# JTabbedPane, Focus, ChangeListener



## Guest (30. Jan 2006)

Hallo,
ich habe folgendes Problem: Ich habe ein JTabbedPane("tabbedPane") mit 2 JPanels("panel1", "panel2"), im ersten Tab befindet sich ein JPanel mit mehreren JTextPanes("textPane1", "textPane2", "textPane3", "textPane4"). Nun möchte ich, dass wenn man zum ersten Tab wechselt automatisch ein das "textPane4" den InputFocus bekommt.

Ich habe versucht das ganze folgendermassen zu realisieren: Über einen ChangeListener beim "tabbedPane" werden  ChangeEvents abgefangen und sobald vom zweiten zum ersten Tab gewechselt wird, wird über "textPane4" die  Methode "requestFocusInWindow()" aufgerufen. Jedoch bekommt das "textPane4" den focus nicht.

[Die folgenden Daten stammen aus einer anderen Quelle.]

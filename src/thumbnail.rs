//! One contact sheet, start to finish.
//!
//! [`ContactSheet::generate`] opens a video, plans the grid, samples shots,
//! composes and saves the sheet, and writes the optional side outputs (info
//! file, cover art, sprite sheets with their caption track, individual
//! shots).
//! [`ContactSheet::render`] runs the same pipeline against any
//! [`FrameSource`] and returns the image instead of saving it.
//!
//! # Example
//!
//! ```no_run
//! use shotgrid::{ContactSheet, SheetOptions, SheetStatus};
//!
//! let options = SheetOptions::new().with_grid(3, 8).with_gap(4);
//! let report = ContactSheet::generate("talk.mp4", &options)?;
//! if let SheetStatus::Partial { obtained, planned } = report.status {
//!     eprintln!("only {obtained} of {planned} shots");
//! }
//! println!("saved {}", report.output.display());
//! # Ok::<(), shotgrid::ShotgridError>(())
//! ```

use std::ffi::OsString;
use std::fs;
use std::path::{Path, PathBuf};
use std::time::{Duration, Instant};

use image::RgbaImage;

use crate::composer::GridComposer;
use crate::configuration::{SheetOptions, TextStyle};
use crate::conversion::format_time;
use crate::decoder::FrameSource;
use crate::error::ShotgridError;
use crate::individual::ShotWriter;
use crate::info::{header_text, write_cover, write_info_file};
use crate::layout::{Layout, LayoutRequest, plan};
use crate::progress::ProgressTracker;
use crate::render::{Rect, TextRenderer, save_canvas};
use crate::scheduler::{SamplingScheduler, SamplingStatistics, Shot, ShotSink};
use crate::source::MediaSource;
use crate::sprite::{SpriteExporter, SpriteOutput};

/// Whether every planned cell received a shot.
#[derive(Debug, Clone, Copy, PartialEq, Eq)]
pub enum SheetStatus {
    /// All cells filled.
    Complete,
    /// The stream ended (or shots were skipped) before the grid was full.
    Partial {
        /// Shots placed.
        obtained: u32,
        /// Cells planned.
        planned: u32,
    },
}

impl SheetStatus {
    /// `true` for [`SheetStatus::Complete`].
    pub fn is_complete(&self) -> bool {
        matches!(self, Self::Complete)
    }
}

/// An in-memory sheet produced by [`ContactSheet::render`].
#[derive(Debug, Clone)]
pub struct RenderedSheet {
    /// The cropped canvas.
    pub image: RgbaImage,
    /// Completeness.
    pub status: SheetStatus,
    /// Geometry used.
    pub layout: Layout,
    /// Sampling counters.
    pub statistics: SamplingStatistics,
    /// The info header text, whether or not it was drawn.
    pub header: String,
}

/// What [`ContactSheet::generate`] produced.
#[derive(Debug, Clone)]
pub struct SheetReport {
    /// The input file.
    pub source: PathBuf,
    /// The sheet path.
    pub output: PathBuf,
    /// `false` when individual shots replaced the sheet.
    pub sheet_saved: bool,
    /// Completeness.
    pub status: SheetStatus,
    /// Geometry used.
    pub layout: Layout,
    /// Final canvas size after cropping.
    pub canvas_width: u32,
    /// Final canvas height after cropping.
    pub canvas_height: u32,
    /// Sampling counters.
    pub statistics: SamplingStatistics,
    /// Sidecar info file, when written.
    pub info_file: Option<PathBuf>,
    /// Cover art file, when written.
    pub cover: Option<PathBuf>,
    /// Sprite sheets and caption track, when written.
    pub sprite: Option<SpriteOutput>,
    /// Individual shot files, in the order they were written.
    pub individual: Vec<PathBuf>,
    /// Wall-clock time spent on this source.
    pub elapsed: Duration,
}

/// Contact-sheet generation entry points.
pub struct ContactSheet;

impl ContactSheet {
    /// Build and save the sheet for `path`.
    ///
    /// # Errors
    ///
    /// [`ShotgridError::OutputExists`] when the output exists and overwriting
    /// is off; otherwise any error from opening, planning, sampling or
    /// saving. A sheet that could not be filled is not an error; see
    /// [`SheetReport::status`].
    pub fn generate<P: AsRef<Path>>(
        path: P,
        options: &SheetOptions,
    ) -> Result<SheetReport, ShotgridError> {
        let started = Instant::now();
        let path = path.as_ref();
        options.validate()?;

        let base = output_base(path, options);
        let output = with_suffix(&base, &options.suffix);
        let save_sheet = !options.individual.ignore_grid;
        if save_sheet && !options.overwrite && output.exists() {
            return Err(ShotgridError::OutputExists(output));
        }

        if let Some(directory) = &options.output_dir {
            fs::create_dir_all(directory)?;
        }
        let mut source = MediaSource::open(path, options)?;

        let sprite_target = options.sprite.then(|| split_base(&base));
        let shot_writer = options
            .individual
            .writes_files()
            .then(|| ShotWriter::new(&base, options));
        let (rendered, side) =
            Self::render_with(&mut source, options, sprite_target, shot_writer)?;

        if save_sheet {
            save_canvas(&rendered.image, &output, options.jpeg_quality, options.transparent)?;
            log::info!("saved {}", output.display());
        } else {
            log::info!("individual shots only; {} not written", output.display());
        }

        let sprite = side.sprite.map(SpriteExporter::finish).transpose()?;
        let individual = side.shots.map(ShotWriter::finish).unwrap_or_default();

        let info_file = match &options.info_suffix {
            Some(suffix) => {
                let info_path = with_suffix(&base, suffix);
                write_info_file(&info_path, &rendered.header)?;
                Some(info_path)
            }
            None => None,
        };

        let cover = match source.cover_art() {
            Some(bytes) if options.cover => {
                let cover_path = with_suffix(&base, "_cover.jpg");
                write_cover(&cover_path, bytes)?;
                Some(cover_path)
            }
            _ => {
                if options.cover {
                    log::info!("{} has no embedded cover art", path.display());
                }
                None
            }
        };

        Ok(SheetReport {
            source: path.to_path_buf(),
            output,
            sheet_saved: save_sheet,
            status: rendered.status,
            layout: rendered.layout,
            canvas_width: rendered.image.width(),
            canvas_height: rendered.image.height(),
            statistics: rendered.statistics,
            info_file,
            cover,
            sprite,
            individual,
            elapsed: started.elapsed(),
        })
    }

    /// Build a sheet from `source` without writing anything.
    pub fn render<S: FrameSource + ?Sized>(
        source: &mut S,
        options: &SheetOptions,
    ) -> Result<RenderedSheet, ShotgridError> {
        options.validate()?;
        Self::render_with(source, options, None, None).map(|(rendered, _)| rendered)
    }

    /// Render, feeding a sprite exporter for `(directory, base name)` and a
    /// shot writer when they are given.
    fn render_with<S: FrameSource + ?Sized>(
        source: &mut S,
        options: &SheetOptions,
        sprite_target: Option<(PathBuf, String)>,
        mut shot_writer: Option<ShotWriter>,
    ) -> Result<(RenderedSheet, SideOutputs), ShotgridError> {
        let metadata = source.metadata().clone();
        let duration = net_duration(metadata.duration_seconds, options)?;
        let request = LayoutRequest::from_options(
            options,
            metadata.video.display_width,
            metadata.video.display_height,
            duration,
            metadata.video.time_base,
        );
        let layout = plan(&request)?;
        let mut sprite = match sprite_target {
            Some((directory, base_name)) => {
                Some(SpriteExporter::new(directory, base_name, &layout, options)?)
            }
            None => None,
        };

        let wants_text = options.timestamp_style.is_some() || options.info_style.is_some();
        let renderer = if wants_text {
            TextRenderer::locate(options.font.as_deref())?
        } else {
            None
        };

        let header = header_text(&metadata, options.info_text.as_deref());
        let header_band = match (&renderer, &options.info_style) {
            (Some(renderer), Some(style)) if style.corner.is_upper() => {
                let (_, height) = renderer.measure_block(&header, style.size);
                height + options.gap + renderer.padding(style.size)
            }
            _ => 0,
        };

        let mut composer = GridComposer::new(&layout, options, header_band)?;
        let mut progress =
            ProgressTracker::new(options.progress.clone(), Some(layout.shot_count() as u64));
        let scheduler = SamplingScheduler::new(&layout, options, &metadata);
        let mut statistics = SamplingStatistics::default();

        let outcome = {
            let mut sink = SheetSink {
                composer: &mut composer,
                sprite: sprite.as_mut(),
                shots: shot_writer.as_mut(),
                renderer: renderer.as_ref(),
                timestamp_style: options.timestamp_style.as_ref(),
                progress: &mut progress,
            };
            scheduler.run(source, &mut sink, &mut statistics)?
        };

        let mut image = composer.finalize(outcome.shots_taken)?;
        if let (Some(renderer), Some(style)) = (&renderer, &options.info_style) {
            let area = Rect::of(&image);
            renderer.draw(&mut image, area, &header, style, options.gap);
        }
        progress.finish();

        let status = if outcome.is_partial() {
            log::warn!(
                "{}: only {} of {} shots{}",
                metadata.file_name,
                outcome.shots_taken,
                outcome.shots_planned,
                if outcome.end_of_stream { " before the end of the stream" } else { "" }
            );
            SheetStatus::Partial {
                obtained: outcome.shots_taken,
                planned: outcome.shots_planned,
            }
        } else {
            SheetStatus::Complete
        };

        let rendered = RenderedSheet {
            image,
            status,
            layout,
            statistics,
            header,
        };
        let side = SideOutputs {
            sprite,
            shots: shot_writer,
        };
        Ok((rendered, side))
    }

    /// Where the sheet for `input` is written.
    pub fn output_path(input: &Path, options: &SheetOptions) -> PathBuf {
        with_suffix(&output_base(input, options), &options.suffix)
    }
}

/// Writers that still have files to finish after sampling.
struct SideOutputs {
    sprite: Option<SpriteExporter>,
    shots: Option<ShotWriter>,
}

/// Feeds accepted shots to the sprite exporter, the shot writer and the
/// composer.
struct SheetSink<'a> {
    composer: &'a mut GridComposer,
    sprite: Option<&'a mut SpriteExporter>,
    shots: Option<&'a mut ShotWriter>,
    renderer: Option<&'a TextRenderer>,
    timestamp_style: Option<&'a TextStyle>,
    progress: &'a mut ProgressTracker,
}

impl ShotSink for SheetSink<'_> {
    fn accept(&mut self, shot: Shot) -> Result<(), ShotgridError> {
        // Sprites are unlabelled.
        if let Some(sprite) = self.sprite.as_deref_mut() {
            sprite.add(&shot)?;
        }
        if let Some(shots) = self.shots.as_deref_mut() {
            shots.write(&shot, self.renderer.zip(self.timestamp_style))?;
        }
        let cell = self.composer.place(shot.index, &shot.image)?;
        if let (Some(renderer), Some(style)) = (self.renderer, self.timestamp_style) {
            renderer.draw(self.composer.canvas_mut(), cell, &format_time(shot.seconds), style, 0);
        }
        self.progress
            .advance(Some(Duration::from_secs_f64(shot.seconds.max(0.0))));
        Ok(())
    }

    fn reset(&mut self) -> Result<(), ShotgridError> {
        self.composer.reset();
        if let Some(sprite) = self.sprite.as_deref_mut() {
            sprite.reset()?;
        }
        if let Some(shots) = self.shots.as_deref_mut() {
            shots.reset()?;
        }
        self.progress.restart();
        Ok(())
    }
}

/// Usable duration after trimming.
///
/// A `cut` limits the duration after the skipped beginning; otherwise both
/// ends are trimmed.
pub fn net_duration(duration_seconds: f64, options: &SheetOptions) -> Result<f64, ShotgridError> {
    let net = match options.cut {
        Some(cut) => cut.min(duration_seconds - options.skip_begin),
        None => duration_seconds - options.skip_begin - options.skip_end,
    };
    if net <= 0.0 || !net.is_finite() {
        return Err(ShotgridError::InvalidDuration {
            duration_seconds: net,
        });
    }
    Ok(net)
}

/// Output path without the suffix: the input's stem, in the output
/// directory or next to the input.
fn output_base(input: &Path, options: &SheetOptions) -> PathBuf {
    let stem = input
        .file_stem()
        .map(|stem| stem.to_os_string())
        .unwrap_or_else(|| OsString::from("sheet"));
    match &options.output_dir {
        Some(directory) => directory.join(stem),
        None => input.with_file_name(stem),
    }
}

fn with_suffix(base: &Path, suffix: &str) -> PathBuf {
    let mut name = base.as_os_str().to_os_string();
    name.push(suffix);
    PathBuf::from(name)
}

fn split_base(base: &Path) -> (PathBuf, String) {
    let directory = base
        .parent()
        .map(Path::to_path_buf)
        .unwrap_or_default();
    let name = base
        .file_name()
        .map(|name| name.to_string_lossy().into_owned())
        .unwrap_or_default();
    (directory, name)
}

Ich bin mir nicht ganz sicher was das Problem sein könnte, meine Vermutung ist aber: Der ChangeEvent wird vor dem Anzeigen des Tabs aufgerufen, dann wird der focus gesetzt. Sobald das Tab dann aber angezeigt wird, wird automatisch ein focus gesetzt. Bei dem ganzen handelt es sich aber nur um eine Vermutung, da ich mich mit dem Anzeigen der Tabs und dem FocusManagement nicht auskenne.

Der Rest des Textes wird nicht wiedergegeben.